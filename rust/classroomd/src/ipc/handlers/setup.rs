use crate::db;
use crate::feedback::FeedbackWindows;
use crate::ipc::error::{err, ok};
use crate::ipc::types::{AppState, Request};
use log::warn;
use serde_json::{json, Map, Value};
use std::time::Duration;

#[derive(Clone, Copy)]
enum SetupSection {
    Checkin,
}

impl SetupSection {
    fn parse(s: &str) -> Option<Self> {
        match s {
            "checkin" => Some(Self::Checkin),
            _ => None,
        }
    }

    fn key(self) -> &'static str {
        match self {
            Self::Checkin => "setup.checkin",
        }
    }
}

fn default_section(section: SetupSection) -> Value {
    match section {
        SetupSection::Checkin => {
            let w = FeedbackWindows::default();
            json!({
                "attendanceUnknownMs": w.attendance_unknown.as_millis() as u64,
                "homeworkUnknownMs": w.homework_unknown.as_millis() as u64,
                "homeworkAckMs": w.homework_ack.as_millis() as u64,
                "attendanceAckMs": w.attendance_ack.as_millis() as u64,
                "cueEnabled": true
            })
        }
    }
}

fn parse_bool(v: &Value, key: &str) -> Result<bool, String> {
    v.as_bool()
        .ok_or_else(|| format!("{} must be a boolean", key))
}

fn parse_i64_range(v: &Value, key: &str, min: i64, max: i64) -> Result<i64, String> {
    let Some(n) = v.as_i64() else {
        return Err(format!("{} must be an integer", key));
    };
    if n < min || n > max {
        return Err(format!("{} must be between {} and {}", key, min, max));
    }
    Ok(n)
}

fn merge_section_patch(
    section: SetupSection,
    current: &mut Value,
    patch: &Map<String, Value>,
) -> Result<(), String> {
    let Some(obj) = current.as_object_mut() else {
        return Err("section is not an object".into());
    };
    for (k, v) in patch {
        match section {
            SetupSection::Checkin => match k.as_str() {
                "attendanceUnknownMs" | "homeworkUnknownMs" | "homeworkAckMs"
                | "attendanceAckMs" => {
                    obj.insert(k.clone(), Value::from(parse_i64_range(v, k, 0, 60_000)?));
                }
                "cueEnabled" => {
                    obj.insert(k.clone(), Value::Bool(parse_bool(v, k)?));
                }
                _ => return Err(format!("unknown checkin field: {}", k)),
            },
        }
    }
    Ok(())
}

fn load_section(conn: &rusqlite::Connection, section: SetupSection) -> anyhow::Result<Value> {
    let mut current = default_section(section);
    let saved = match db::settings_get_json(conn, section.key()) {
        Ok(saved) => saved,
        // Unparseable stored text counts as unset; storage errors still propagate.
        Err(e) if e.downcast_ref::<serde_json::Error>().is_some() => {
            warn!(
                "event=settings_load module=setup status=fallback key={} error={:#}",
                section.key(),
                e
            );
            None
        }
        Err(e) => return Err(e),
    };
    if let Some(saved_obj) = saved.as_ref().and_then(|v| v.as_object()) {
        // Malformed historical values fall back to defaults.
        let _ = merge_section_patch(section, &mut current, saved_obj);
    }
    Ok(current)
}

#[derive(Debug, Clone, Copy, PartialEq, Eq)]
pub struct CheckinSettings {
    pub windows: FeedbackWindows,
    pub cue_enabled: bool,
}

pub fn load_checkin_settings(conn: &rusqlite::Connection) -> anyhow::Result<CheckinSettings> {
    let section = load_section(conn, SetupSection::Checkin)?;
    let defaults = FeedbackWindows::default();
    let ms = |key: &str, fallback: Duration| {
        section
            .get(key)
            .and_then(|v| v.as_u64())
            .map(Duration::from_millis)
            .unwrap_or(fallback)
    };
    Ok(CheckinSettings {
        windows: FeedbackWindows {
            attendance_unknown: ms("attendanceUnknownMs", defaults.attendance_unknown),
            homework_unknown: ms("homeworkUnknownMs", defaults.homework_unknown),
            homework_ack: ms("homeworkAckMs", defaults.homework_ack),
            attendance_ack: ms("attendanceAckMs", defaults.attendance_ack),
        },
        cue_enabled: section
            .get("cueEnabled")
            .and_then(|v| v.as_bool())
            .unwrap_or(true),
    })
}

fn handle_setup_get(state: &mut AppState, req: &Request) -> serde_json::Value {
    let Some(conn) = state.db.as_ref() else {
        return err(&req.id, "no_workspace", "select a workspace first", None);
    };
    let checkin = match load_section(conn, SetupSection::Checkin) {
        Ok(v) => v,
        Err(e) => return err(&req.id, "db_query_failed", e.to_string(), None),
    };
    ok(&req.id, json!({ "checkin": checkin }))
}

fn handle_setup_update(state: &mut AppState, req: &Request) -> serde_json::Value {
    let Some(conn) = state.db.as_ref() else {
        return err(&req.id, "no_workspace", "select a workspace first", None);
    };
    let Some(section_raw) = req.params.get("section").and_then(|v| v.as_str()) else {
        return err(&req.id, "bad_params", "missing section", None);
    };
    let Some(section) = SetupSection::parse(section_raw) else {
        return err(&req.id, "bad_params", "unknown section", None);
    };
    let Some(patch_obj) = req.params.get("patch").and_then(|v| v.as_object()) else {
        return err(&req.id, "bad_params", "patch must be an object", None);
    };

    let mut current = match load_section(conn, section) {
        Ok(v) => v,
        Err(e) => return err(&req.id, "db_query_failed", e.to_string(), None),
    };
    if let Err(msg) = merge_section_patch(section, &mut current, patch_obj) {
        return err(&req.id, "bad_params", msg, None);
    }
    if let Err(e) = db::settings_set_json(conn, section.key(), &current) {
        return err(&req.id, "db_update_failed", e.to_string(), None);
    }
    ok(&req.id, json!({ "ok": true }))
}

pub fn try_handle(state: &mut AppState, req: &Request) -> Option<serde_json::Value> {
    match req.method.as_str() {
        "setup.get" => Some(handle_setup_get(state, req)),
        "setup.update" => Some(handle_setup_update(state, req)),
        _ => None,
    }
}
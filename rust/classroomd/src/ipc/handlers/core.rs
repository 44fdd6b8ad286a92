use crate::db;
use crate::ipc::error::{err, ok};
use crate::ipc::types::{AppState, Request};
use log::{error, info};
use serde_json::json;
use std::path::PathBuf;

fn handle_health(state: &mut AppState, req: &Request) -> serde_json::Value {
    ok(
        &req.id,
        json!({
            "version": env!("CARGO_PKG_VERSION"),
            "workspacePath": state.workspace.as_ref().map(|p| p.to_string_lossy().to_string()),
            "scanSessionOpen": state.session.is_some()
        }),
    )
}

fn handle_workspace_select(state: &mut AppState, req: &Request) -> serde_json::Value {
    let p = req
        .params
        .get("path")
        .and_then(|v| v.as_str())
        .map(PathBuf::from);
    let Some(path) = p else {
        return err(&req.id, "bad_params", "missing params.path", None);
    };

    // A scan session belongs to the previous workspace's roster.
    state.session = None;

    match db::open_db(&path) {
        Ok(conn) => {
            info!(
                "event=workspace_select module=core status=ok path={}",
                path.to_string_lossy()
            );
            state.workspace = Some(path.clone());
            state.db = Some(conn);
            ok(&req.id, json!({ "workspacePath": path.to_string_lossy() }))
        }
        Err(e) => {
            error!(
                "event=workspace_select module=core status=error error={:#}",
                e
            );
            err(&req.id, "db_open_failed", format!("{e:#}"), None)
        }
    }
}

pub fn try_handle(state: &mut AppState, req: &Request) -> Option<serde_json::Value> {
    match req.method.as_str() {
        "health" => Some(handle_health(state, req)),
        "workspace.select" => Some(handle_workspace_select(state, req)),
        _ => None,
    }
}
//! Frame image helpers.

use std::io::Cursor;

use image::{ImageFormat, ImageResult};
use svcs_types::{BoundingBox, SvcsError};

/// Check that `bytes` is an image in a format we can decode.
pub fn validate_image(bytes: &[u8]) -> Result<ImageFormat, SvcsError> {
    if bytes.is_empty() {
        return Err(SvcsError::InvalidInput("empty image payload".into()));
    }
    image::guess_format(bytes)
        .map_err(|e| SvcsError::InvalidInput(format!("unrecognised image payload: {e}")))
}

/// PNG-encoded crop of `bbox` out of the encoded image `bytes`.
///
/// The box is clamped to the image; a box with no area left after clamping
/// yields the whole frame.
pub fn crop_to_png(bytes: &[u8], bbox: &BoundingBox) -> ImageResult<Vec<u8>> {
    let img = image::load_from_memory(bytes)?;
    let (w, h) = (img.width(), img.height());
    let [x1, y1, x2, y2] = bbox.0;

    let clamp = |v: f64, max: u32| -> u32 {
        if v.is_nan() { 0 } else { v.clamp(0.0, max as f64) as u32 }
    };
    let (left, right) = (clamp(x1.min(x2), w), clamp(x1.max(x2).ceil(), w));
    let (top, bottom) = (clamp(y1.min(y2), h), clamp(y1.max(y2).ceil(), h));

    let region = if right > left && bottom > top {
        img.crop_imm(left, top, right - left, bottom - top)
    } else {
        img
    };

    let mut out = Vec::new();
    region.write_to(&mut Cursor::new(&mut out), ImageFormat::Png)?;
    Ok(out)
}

_ _ _ _

[Directions]: Look over the listing above. Pick out and copy every line that includes "match".

[The answer]:
        match s {
        match self {
    match section {
        match section {
            SetupSection::Checkin => match k.as_str() {
    let saved = match db::settings_get_json(conn, section.key()) {
    let checkin = match load_section(conn, SetupSection::Checkin) {
    let mut current = match load_section(conn, section) {
    match req.method.as_str() {
    match db::open_db(&path) {
    match req.method.as_str() {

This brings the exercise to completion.